The study of how context affects the interpretation of language and communication, including issues of politeness, relevance, and implicature.
Speech Acts: The meaning behind verbal expressions and their implications in social contexts.
Deixis: Meaning derived from contextual factors such as spatial, temporal and social differences.
Presupposition: The implicit assumptions we make while communicating, and their effect on understanding.
Implicature: The inferred meaning from an utterance, in addition to its literal meaning.
Politeness: The cultural and social conventions that govern language when used in social contexts.
Coherence: How we create meaning by connecting words, sentences or smaller units to make a larger whole.
Contextualization: How meaning is derived or created in social and cultural contexts, actively influenced by the interlocutors or participants.
Reference: The association between words or other linguistic items and aspects of the real world, as they are seen or perceived by speakers.
Speech Acts and Conversational Structure: The way speakers use language to perform actions, including reporting, ordering, and questioning, among others.
The Relationship between Language and Context: Considering how language is influenced and affected by social and cultural contexts, and how those contexts in turn shape language use.
Speech Acts: It focuses on the study of how people use language to perform actions such as making a promise, asking a question, or giving orders.
Conversational Implicature: It is concerned with the implicit meanings that arise from the way language is used in everyday conversation.
Politeness Theory: It is a framework that explains how we use language to be polite or impolite in different social situations.
Relevance Theory: It is a model that explains how we use language to communicate the most relevant information in a given context.
Gaze and Gestures: It examines how nonverbal cues such as eye contact and gestures contribute to the meaning of language.
Discourse Analysis: It is a methodology that investigates how language is used in longer stretches of text, such as conversations or speeches.
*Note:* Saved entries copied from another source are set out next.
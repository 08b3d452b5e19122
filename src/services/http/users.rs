use axum::{extract::State, http::StatusCode, response::IntoResponse, Json};
use serde_json::json;

use super::{AppJson, AppState, AuthUser};
use crate::models::users::{Credentials, NewUser, Profile, ProfileUpdate};
use crate::services::{dispatch, users::UserRequest, ServiceError};

pub async fn register(
    State(state): State<AppState>,
    AppJson(new_user): AppJson<NewUser>,
) -> Result<impl IntoResponse, ServiceError> {
    let user_id = dispatch("users", &state.channels.users, |response| {
        UserRequest::Register { new_user, response }
    })
    .await?;

    Ok((
        StatusCode::CREATED,
        Json(json!({
            "message": "User registered successfully",
            "userId": user_id
        })),
    ))
}

pub async fn login(
    State(state): State<AppState>,
    AppJson(credentials): AppJson<Credentials>,
) -> Result<impl IntoResponse, ServiceError> {
    let token = dispatch("users", &state.channels.users, |response| {
        UserRequest::Login {
            credentials,
            response,
        }
    })
    .await?;

    Ok(Json(json!({"message": "Login Successful", "token": token})))
}

pub async fn get_profile(
    State(state): State<AppState>,
    AuthUser(user_id): AuthUser,
) -> Result<Json<Profile>, ServiceError> {
    let profile = dispatch("users", &state.channels.users, |response| {
        UserRequest::GetProfile { user_id, response }
    })
    .await?;

    Ok(Json(profile))
}

pub async fn update_profile(
    State(state): State<AppState>,
    AuthUser(user_id): AuthUser,
    AppJson(update): AppJson<ProfileUpdate>,
) -> Result<impl IntoResponse, ServiceError> {
    let profile = dispatch("users", &state.channels.users, |response| {
        UserRequest::UpdateProfile {
            user_id,
            update,
            response,
        }
    })
    .await?;

    Ok(Json(json!({
        "message": "Profile updated successfully",
        "profile": profile
    })))
}

pub async fn link_payout_account(
    State(state): State<AppState>,
    AuthUser(user_id): AuthUser,
) -> Result<Json<Profile>, ServiceError> {
    let profile = dispatch("users", &state.channels.users, |response| {
        UserRequest::LinkPayoutAccount { user_id, response }
    })
    .await?;

    Ok(Json(profile))
}
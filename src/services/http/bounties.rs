use axum::{
    extract::State,
    http::StatusCode,
    response::IntoResponse,
    Json,
};
use serde_json::json;

use super::{AppJson, AppPath, AppState, AuthUser};
use crate::models::bounties::{Bounty, FundBounty, ReleaseBounty};
use crate::services::{bounties::BountyRequest, dispatch, ServiceError};

pub async fn fund(
    State(state): State<AppState>,
    AuthUser(funder_id): AuthUser,
    AppJson(bounty): AppJson<FundBounty>,
) -> Result<impl IntoResponse, ServiceError> {
    let created = dispatch("bounties", &state.channels.bounties, |response| {
        BountyRequest::Fund {
            funder_id,
            bounty,
            response,
        }
    })
    .await?;

    Ok((
        StatusCode::CREATED,
        Json(json!({
            "message": "Bounty funded successfully",
            "bounty": created
        })),
    ))
}

pub async fn get_bounty(
    State(state): State<AppState>,
    AppPath(id): AppPath<i64>,
) -> Result<Json<Bounty>, ServiceError> {
    let bounty = dispatch("bounties", &state.channels.bounties, |response| {
        BountyRequest::GetBounty { id, response }
    })
    .await?;

    Ok(Json(bounty))
}

pub async fn release(
    State(state): State<AppState>,
    AuthUser(requester_id): AuthUser,
    AppPath(bounty_id): AppPath<i64>,
    AppJson(release): AppJson<ReleaseBounty>,
) -> Result<impl IntoResponse, ServiceError> {
    let bounty = dispatch("bounties", &state.channels.bounties, |response| {
        BountyRequest::Release {
            bounty_id,
            requester_id,
            solver_id: release.solver_id,
            response,
        }
    })
    .await?;

    Ok(Json(json!({
        "message": "Bounty released successfully",
        "bounty": bounty
    })))
}

pub async fn refund(
    State(state): State<AppState>,
    AuthUser(requester_id): AuthUser,
    AppPath(bounty_id): AppPath<i64>,
) -> Result<impl IntoResponse, ServiceError> {
    let bounty = dispatch("bounties", &state.channels.bounties, |response| {
        BountyRequest::Refund {
            bounty_id,
            requester_id,
            response,
        }
    })
    .await?;

    Ok(Json(json!({
        "message": "Bounty refunded successfully",
        "bounty": bounty
    })))
}
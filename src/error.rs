//! Error types for mesh generation.
//!
//! Every failure aborts the whole generation call: there is no partial
//! mesh and no retry, since generation is deterministic.

use thiserror::Error;

use crate::types::Axis;

/// Invalid or underspecified resolution parameters.
#[derive(Debug, Error, Clone, PartialEq, Eq)]
pub enum ConfigurationError {
    /// An axis was given zero cells.
    #[error("{axis} resolution must be positive, got 0")]
    ZeroResolution { axis: Axis },

    /// `ny` was given but `nz` was not; there is no sensible default.
    #[error("no default for nz when ny = {ny} is given; pass nz explicitly")]
    MissingNz { ny: usize },

    /// The point count of the grid does not fit in memory.
    #[error("grid with {cells:?} cells has too many points")]
    TooLarge { cells: Vec<usize> },
}

/// Why a coordinate mapping was rejected.
#[derive(Debug, Error, Clone, PartialEq)]
pub enum MappingFailure {
    /// The mapping function itself reported an error.
    #[error("{0}")]
    Failed(String),

    /// The mapping returned NaN or an infinite component.
    #[error("component {component} is not finite ({value})")]
    NonFinite { component: usize, value: f64 },
}

/// The coordinate mapping failed for one grid point.
#[derive(Debug, Error, Clone, PartialEq)]
#[error("mapping failed at grid point {point:?}: {reason}")]
pub struct MappingError {
    /// Logical grid index (x, y, z order) of the offending point
    pub point: Vec<usize>,
    /// Underlying reason
    pub reason: MappingFailure,
}

/// Errors returned by the mesh generators.
#[derive(Debug, Error)]
pub enum MeshError {
    /// Resolution parameters were rejected before any point was created.
    #[error("configuration error: {0}")]
    Configuration(#[from] ConfigurationError),

    /// The coordinate mapping failed.
    #[error(transparent)]
    Mapping(#[from] MappingError),

    /// The mesh sink rejected an operation.
    #[error("mesh builder error: {0}")]
    Builder(#[source] Box<dyn std::error::Error + Send + Sync>),
}

impl MeshError {
    /// Wrap a sink error.
    pub fn builder<E>(err: E) -> Self
    where
        E: std::error::Error + Send + Sync + 'static,
    {
        Self::Builder(Box::new(err))
    }

    /// Check if this is a configuration error.
    pub fn is_configuration(&self) -> bool {
        matches!(self, MeshError::Configuration(_))
    }

    /// Check if this is a mapping error.
    pub fn is_mapping(&self) -> bool {
        matches!(self, MeshError::Mapping(_))
    }
}

/// Result alias for generator calls.
pub type MeshResult<T> = Result<T, MeshError>;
Pragmatic Competence: It involves the ability to use language effectively in different social contexts, taking into account the social norms and cultural expectations.
- "The field of study evaluates how human language is utilized in social interactions, as well as the relationship between the interpreter and the interpreted."
- "Linguists who specialize in pragmatics are called pragmaticians."
- "The field has been represented since 1986 by the International Pragmatics Association (IPrA)."
- "Pragmatics encompasses phenomena including implicature, speech acts, relevance and conversation, as well as nonverbal communication."
- "Theories of pragmatics go hand-in-hand with theories of semantics, which studies aspects of meaning, and syntax which examines sentence structures, principles, and relationships."
- "The ability to understand another speaker's intended meaning is called pragmatic competence."
- "Pragmatics emerged as its own subfield in the 1950s after the pioneering work of J.L. Austin and Paul Grice."
- "Pragmatics is the study of how context contributes to meaning."
- "The field has been represented since 1986 by the International Pragmatics Association (IPrA)."
- "Pragmatics encompasses phenomena including implicature, speech acts, relevance and conversation, as well as nonverbal communication."
- "Theories of pragmatics go hand-in-hand with theories of semantics, which studies aspects of meaning."
- "Linguists who specialize in pragmatics are called pragmaticians."
- "The ability to understand another speaker's intended meaning is called pragmatic competence."
- "Pragmatics emerged as its own subfield in the 1950s after the pioneering work of J.L. Austin and Paul Grice."
- "The field of study evaluates how human language is utilized in social interactions."
- "The field has been represented since 1986 by the International Pragmatics Association (IPrA)."
- "The field of study evaluates [...] as well as the relationship between the interpreter and the interpreted."
- "Pragmatics encompasses phenomena including implicature, speech acts, relevance and conversation, as well as nonverbal communication."
- "Syntax examines sentence structures, principles, and relationships."